Larger wrecks were visible where ships had not been wholly destroyed by the U-space weapon the Species ship had deployed. She watched a Polity dreadnought turning end over end as it fell away from the fleet, hollowed by fire and still burning inside. Checking other views, she saw hold doors open on her own ship, the Cable Hogue, and extra-vehicular activity units shooting out. The things were like giant crabs and resembled the armoured prador out there in vacuum—some either dead or without the motive power of their suits. Others headed under chemical drives to the prador ships that would take them in. Her EVA units were on their way to collect up survivors: AIs, Golem, drones and humans who had managed to eject from their ships or were blown clear. The artificial intelligences were secondary to the suited humans, because their survival time was measured in centuries, whereas the humans, depending on the nature of their suits, had a more limited life span. She watched one EVA unit in pursuit of a heavily armoured human soldier who was dropping back towards the accretion disc. The front of his suit was open and his ruptured intestines spread like tentacles.
“Understand that the king of the prador will only go to war with us if he has some chance of victory,” EC continued. “It is my job to ensure he is aware he has no chance, and to perpetually remind him.”
“I understand this. I don’t like it but I understand.” She felt calm and cold now. Of course she understood—she wouldn’t have been allowed to captain such a massive engine of destruction as the Cable Hogue
if she did not. It was all as surgical as warfare, and the prevention of warfare, could be. The prador inclination towards battle was an abscess that periodically had to be drained. The prador, just as Jabro had said, needed to be trained not to shit on the floor. She also wondered, sometimes, if the present king of the prador was complicit in all this. He and his mutated family seemed more concerned about the advancement of the Kingdom and were fighting their own battles against the xenophobia and self-destructive impulses of the bulk of normal prador kind.
“So what now?” she asked.
“Orlandine is alive and reaffirming her grip on the reins of power here,” said EC. “You will remain while the prador fleet remains too, and will only leave when she requests that you both leave.”

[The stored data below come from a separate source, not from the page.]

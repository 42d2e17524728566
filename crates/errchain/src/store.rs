//! Moving encoded chains through `std::io`.
//!
//! Each record is a little-endian `u64` byte length followed by the output of
//! [`encode`](errchain_core::encode), so several chains can share one stream.

use std::io::{self, Read, Write};

use errchain_core::{Chain, Registry, decode_with, encode_with};
use tracing::debug;

use crate::Result;

/// Records larger than this are rejected before any allocation.
pub const MAX_RECORD_LEN: u64 = 64 * 1024 * 1024;

/// Writes one framed chain using the installed registry.
pub fn write_chain<W: Write + ?Sized>(writer: &mut W, chain: &Chain) -> Result<()> {
    write_chain_with(writer, chain, Registry::global())
}

pub fn write_chain_with<W: Write + ?Sized>(
    writer: &mut W,
    chain: &Chain,
    registry: &Registry,
) -> Result<()> {
    let bytes = encode_with(chain, registry)?;
    writer.write_all(&(bytes.len() as u64).to_le_bytes())?;
    writer.write_all(&bytes)?;
    debug!(len = bytes.len(), nodes = chain.len(), "chain written");
    Ok(())
}

/// Reads one framed chain using the installed registry.
///
/// Returns `Ok(None)` at a clean end of stream.
pub fn read_chain<R: Read + ?Sized>(reader: &mut R) -> Result<Option<Chain>> {
    read_chain_with(reader, Registry::global())
}

pub fn read_chain_with<R: Read + ?Sized>(
    reader: &mut R,
    registry: &Registry,
) -> Result<Option<Chain>> {
    let mut header = [0_u8; 8];
    let mut filled = 0;
    while filled < header.len() {
        match reader.read(&mut header[filled..]) {
            Ok(0) if filled == 0 => return Ok(None),
            Ok(0) => return Err(io::Error::from(io::ErrorKind::UnexpectedEof).into()),
            Ok(n) => filled += n,
            Err(err) if err.kind() == io::ErrorKind::Interrupted => {}
            Err(err) => return Err(err.into()),
        }
    }

    let len = u64::from_le_bytes(header);
    if len > MAX_RECORD_LEN {
        return Err(io::Error::new(
            io::ErrorKind::InvalidData,
            format!("record of {len} bytes exceeds {MAX_RECORD_LEN}"),
        )
        .into());
    }

    let mut bytes = vec![0_u8; len as usize];
    reader.read_exact(&mut bytes)?;
    Ok(Some(decode_with(&bytes, registry)?))
}

/// Reads every remaining chain in the stream using the installed registry.
pub fn read_all<R: Read + ?Sized>(reader: &mut R) -> Result<Vec<Chain>> {
    read_all_with(reader, Registry::global())
}

pub fn read_all_with<R: Read + ?Sized>(
    reader: &mut R,
    registry: &Registry,
) -> Result<Vec<Chain>> {
    let mut chains = Vec::new();
    while let Some(chain) = read_chain_with(reader, registry)? {
        chains.push(chain);
    }
    Ok(chains)
}
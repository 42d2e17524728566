use std::any::{Any, type_name};
use std::borrow::Cow;
use std::error::Error;
use std::fmt;

use crate::chain::Chain;
use crate::error::ConstructionError;

/// An opaque error known only by its message.
///
/// Errors from other libraries are reduced to this form when they enter a
/// chain, so a chain never holds on to foreign types.
#[derive(Debug, Clone, PartialEq, Eq, Hash)]
pub struct Foreign {
    message: String,
}

impl Foreign {
    pub fn new(message: impl Into<String>) -> Self {
        Self {
            message: message.into(),
        }
    }

    /// Copies the rendered message of any error.
    pub fn from_error(err: &(dyn Error + '_)) -> Self {
        Self::new(err.to_string())
    }

    pub fn message(&self) -> &str {
        &self.message
    }

    pub fn into_message(self) -> String {
        self.message
    }
}

impl fmt::Display for Foreign {
    fn fmt(&self, f: &mut fmt::Formatter<'_>) -> fmt::Result {
        f.write_str(&self.message)
    }
}

impl Error for Foreign {}

/// Anything a chain node can be built from.
#[derive(Debug, Clone)]
pub enum Source {
    /// A plain message.
    Message(String),
    /// An error from outside this crate.
    Foreign(Foreign),
    /// An existing chain. Constructors return it unchanged.
    Chain(Chain),
}

impl Source {
    /// Accepts a dynamically typed value, such as a panic payload.
    ///
    /// Strings, chains, [`Foreign`] and boxed errors are accepted. Anything
    /// else is a caller programming error and yields
    /// [`ConstructionError::InvalidType`].
    pub fn try_from_any(value: Box<dyn Any + Send>) -> Result<Source, ConstructionError> {
        downcast(value).map_err(|_| ConstructionError::InvalidType {
            type_name: "dyn Any",
        })
    }

    /// Like [`Source::try_from_any`] for a value whose type is known at the
    /// call site; the error names the rejected type.
    pub fn try_from_value<T: Any + Send>(value: T) -> Result<Source, ConstructionError> {
        downcast(Box::new(value)).map_err(|_| ConstructionError::InvalidType {
            type_name: type_name::<T>(),
        })
    }

    /// True for a plain message or foreign error with no text.
    pub fn is_empty_message(&self) -> bool {
        match self {
            Source::Message(message) => message.is_empty(),
            Source::Foreign(foreign) => foreign.message().is_empty(),
            Source::Chain(_) => false,
        }
    }
}

fn downcast(value: Box<dyn Any + Send>) -> Result<Source, Box<dyn Any + Send>> {
    let value = match value.downcast::<String>() {
        Ok(message) => return Ok(Source::Message(*message)),
        Err(value) => value,
    };
    let value = match value.downcast::<&'static str>() {
        Ok(message) => return Ok(Source::Message((*message).to_owned())),
        Err(value) => value,
    };
    let value = match value.downcast::<Chain>() {
        Ok(chain) => return Ok(Source::Chain(*chain)),
        Err(value) => value,
    };
    let value = match value.downcast::<Foreign>() {
        Ok(foreign) => return Ok(Source::Foreign(*foreign)),
        Err(value) => value,
    };
    let value = match value.downcast::<Source>() {
        Ok(source) => return Ok(*source),
        Err(value) => value,
    };
    value
        .downcast::<Box<dyn Error + Send + Sync>>()
        .map(|err| Source::from(*err))
}

impl From<&str> for Source {
    fn from(message: &str) -> Self {
        Source::Message(message.to_owned())
    }
}

impl From<String> for Source {
    fn from(message: String) -> Self {
        Source::Message(message)
    }
}

impl From<&String> for Source {
    fn from(message: &String) -> Self {
        Source::Message(message.clone())
    }
}

impl From<Chain> for Source {
    fn from(chain: Chain) -> Self {
        Source::Chain(chain)
    }
}

impl From<Foreign> for Source {
    fn from(foreign: Foreign) -> Self {
        Source::Foreign(foreign)
    }
}

impl From<std::io::Error> for Source {
    fn from(err: std::io::Error) -> Self {
        Source::Foreign(Foreign::from_error(&err))
    }
}

impl From<fmt::Error> for Source {
    fn from(err: fmt::Error) -> Self {
        Source::Foreign(Foreign::from_error(&err))
    }
}

impl From<Box<dyn Error + Send + Sync>> for Source {
    fn from(err: Box<dyn Error + Send + Sync>) -> Self {
        match err.downcast::<Chain>() {
            Ok(chain) => Source::Chain(*chain),
            Err(err) => Source::Foreign(Foreign::from_error(&*err)),
        }
    }
}

/// Conversion into an optional source. `None` is the "no error" value and
/// short-circuits every operation that receives it.
pub trait IntoSource {
    fn into_source(self) -> Option<Source>;
}

macro_rules! into_source {
    ($($ty:ty),* $(,)?) => {
        $(
            impl IntoSource for $ty {
                fn into_source(self) -> Option<Source> {
                    Some(Source::from(self))
                }
            }
        )*
    };
}

into_source!(
    &str,
    String,
    &String,
    Chain,
    Foreign,
    Source,
    std::io::Error,
    fmt::Error,
    Box<dyn Error + Send + Sync>,
);

impl<T: IntoSource> IntoSource for Option<T> {
    fn into_source(self) -> Option<Source> {
        self.and_then(IntoSource::into_source)
    }
}

/// Read access to the message of anything that can be compared with or
/// searched in a chain.
pub trait AsMessage {
    /// The message used for equality. For a chain this is the unformatted
    /// message of its head node; arguments and site do not take part.
    fn message(&self) -> Option<Cow<'_, str>>;

    /// The message used for substring search. For a chain this is the head
    /// node's message with its arguments substituted.
    fn rendered(&self) -> Option<Cow<'_, str>> {
        self.message()
    }
}

impl AsMessage for str {
    fn message(&self) -> Option<Cow<'_, str>> {
        Some(Cow::Borrowed(self))
    }
}

impl AsMessage for String {
    fn message(&self) -> Option<Cow<'_, str>> {
        Some(Cow::Borrowed(self))
    }
}

impl AsMessage for Foreign {
    fn message(&self) -> Option<Cow<'_, str>> {
        Some(Cow::Borrowed(&self.message))
    }
}

impl AsMessage for std::io::Error {
    fn message(&self) -> Option<Cow<'_, str>> {
        Some(Cow::Owned(self.to_string()))
    }
}

impl AsMessage for dyn Error + 'static {
    fn message(&self) -> Option<Cow<'_, str>> {
        match self.downcast_ref::<Chain>() {
            Some(chain) => chain.message(),
            None => Some(Cow::Owned(self.to_string())),
        }
    }

    fn rendered(&self) -> Option<Cow<'_, str>> {
        match self.downcast_ref::<Chain>() {
            Some(chain) => chain.rendered(),
            None => Some(Cow::Owned(self.to_string())),
        }
    }
}

impl AsMessage for dyn Error + Send + Sync + 'static {
    fn message(&self) -> Option<Cow<'_, str>> {
        (self as &(dyn Error + 'static)).message()
    }

    fn rendered(&self) -> Option<Cow<'_, str>> {
        (self as &(dyn Error + 'static)).rendered()
    }
}

impl AsMessage for Source {
    fn message(&self) -> Option<Cow<'_, str>> {
        match self {
            Source::Message(message) => Some(Cow::Borrowed(message)),
            Source::Foreign(foreign) => Some(Cow::Borrowed(foreign.message())),
            Source::Chain(chain) => chain.message(),
        }
    }

    fn rendered(&self) -> Option<Cow<'_, str>> {
        match self {
            Source::Chain(chain) => chain.rendered(),
            other => other.message(),
        }
    }
}

impl<T: AsMessage + ?Sized> AsMessage for &T {
    fn message(&self) -> Option<Cow<'_, str>> {
        (**self).message()
    }

    fn rendered(&self) -> Option<Cow<'_, str>> {
        (**self).rendered()
    }
}

impl<T: AsMessage> AsMessage for Option<T> {
    fn message(&self) -> Option<Cow<'_, str>> {
        self.as_ref().and_then(AsMessage::message)
    }

    fn rendered(&self) -> Option<Cow<'_, str>> {
        self.as_ref().and_then(AsMessage::rendered)
    }
}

“That I assumed . . . but there’s something else, isn’t there?”
“There is the Client and there are anomalies. I assume you are aware of these?”
“I am.” Diana grimaced. “If the sole aim of the Wheel was to have us destroy that Species ship, why did it hold those two hundred Clade- controlled prador dreadnoughts in reserve? I must suppose that those ships had another purpose and were only used when the bombardment by the platforms failed. The only other purpose I can presently think of is to put prador and Polity at each other’s throats. If so, why?”

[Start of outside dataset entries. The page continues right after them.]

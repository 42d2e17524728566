use once_cell::sync::OnceCell;

use crate::error::ConfigError;

static CAPTURE: OnceCell<CaptureConfig> = OnceCell::new();

/// Process-wide settings for call-site capture.
#[derive(Debug, Clone, PartialEq, Eq)]
pub struct CaptureConfig {
    enabled: bool,
    resolve_functions: bool,
    path_segments: usize,
}

impl Default for CaptureConfig {
    fn default() -> Self {
        Self {
            enabled: true,
            resolve_functions: true,
            path_segments: 2,
        }
    }
}

impl CaptureConfig {
    /// Creates a new configuration builder with default settings.
    pub fn builder() -> CaptureConfigBuilder {
        CaptureConfigBuilder::default()
    }

    /// The installed configuration, or the default one if none was installed.
    pub fn current() -> &'static CaptureConfig {
        static DEFAULT: OnceCell<CaptureConfig> = OnceCell::new();
        CAPTURE
            .get()
            .unwrap_or_else(|| DEFAULT.get_or_init(CaptureConfig::default))
    }

    /// Installs this configuration for the whole process.
    ///
    /// Only the first call succeeds. Sites captured before installation used
    /// the default configuration.
    pub fn install(self) -> Result<(), ConfigError> {
        CAPTURE
            .set(self)
            .map_err(|_| ConfigError::AlreadyInstalled("capture configuration"))
    }

    /// Whether sites are captured at all. When false every node is built
    /// without debug info.
    pub fn enabled(&self) -> bool {
        self.enabled
    }

    /// Whether the enclosing function name is resolved from stack symbols.
    pub fn resolve_functions(&self) -> bool {
        self.resolve_functions
    }

    /// Number of trailing path components kept in the recorded file name.
    pub fn path_segments(&self) -> usize {
        self.path_segments
    }
}

/// Builder for `CaptureConfig`.
#[derive(Default)]
pub struct CaptureConfigBuilder {
    enabled: Option<bool>,
    resolve_functions: Option<bool>,
    path_segments: Option<usize>,
}

impl CaptureConfigBuilder {
    /// Turns capture on or off (default: on).
    pub fn enabled(mut self, enabled: bool) -> Self {
        self.enabled = Some(enabled);
        self
    }

    /// Turns function name resolution on or off (default: on).
    pub fn resolve_functions(mut self, resolve: bool) -> Self {
        self.resolve_functions = Some(resolve);
        self
    }

    /// Sets how many trailing path components are kept (default: 2, minimum 1).
    pub fn path_segments(mut self, segments: usize) -> Self {
        self.path_segments = Some(segments.max(1));
        self
    }

    /// Builds the configuration.
    pub fn build(self) -> CaptureConfig {
        let defaults = CaptureConfig::default();
        CaptureConfig {
            enabled: self.enabled.unwrap_or(defaults.enabled),
            resolve_functions: self.resolve_functions.unwrap_or(defaults.resolve_functions),
            path_segments: self.path_segments.unwrap_or(defaults.path_segments),
        }
    }
}

#[cfg(test)]
mod tests {
    use super::*;

    #[test]
    fn builder_defaults_match_default() {
        assert_eq!(CaptureConfig::builder().build(), CaptureConfig::default());
    }

    #[test]
    fn path_segments_never_zero() {
        let config = CaptureConfig::builder().path_segments(0).build();
        assert_eq!(config.path_segments(), 1);
    }

    #[test]
    fn builder_overrides() {
        let config = CaptureConfig::builder()
            .enabled(false)
            .resolve_functions(false)
            .path_segments(3)
            .build();
        assert!(!config.enabled());
        assert!(!config.resolve_functions());
        assert_eq!(config.path_segments(), 3);
    }
}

“That is my conjecture too,” EC replied.
“And the Client?”
“Very powerful.”
“It would take all our firepower,” Diana stated.
“So is not at present feasible.”
“Why?”
“Because you would need to move your fleet to the Jaskoran system, which is inadvisable at this time.” EC paused for a moment, as if waiting for something, then growing impatient, said, “I will withdraw—you are there because I wanted someone on the scene whom I trust to make the correct decisions. You now need to take a close look at the accretion disc.” Earth Central blinked out of her consciousness with a sound like a glass stem snapping.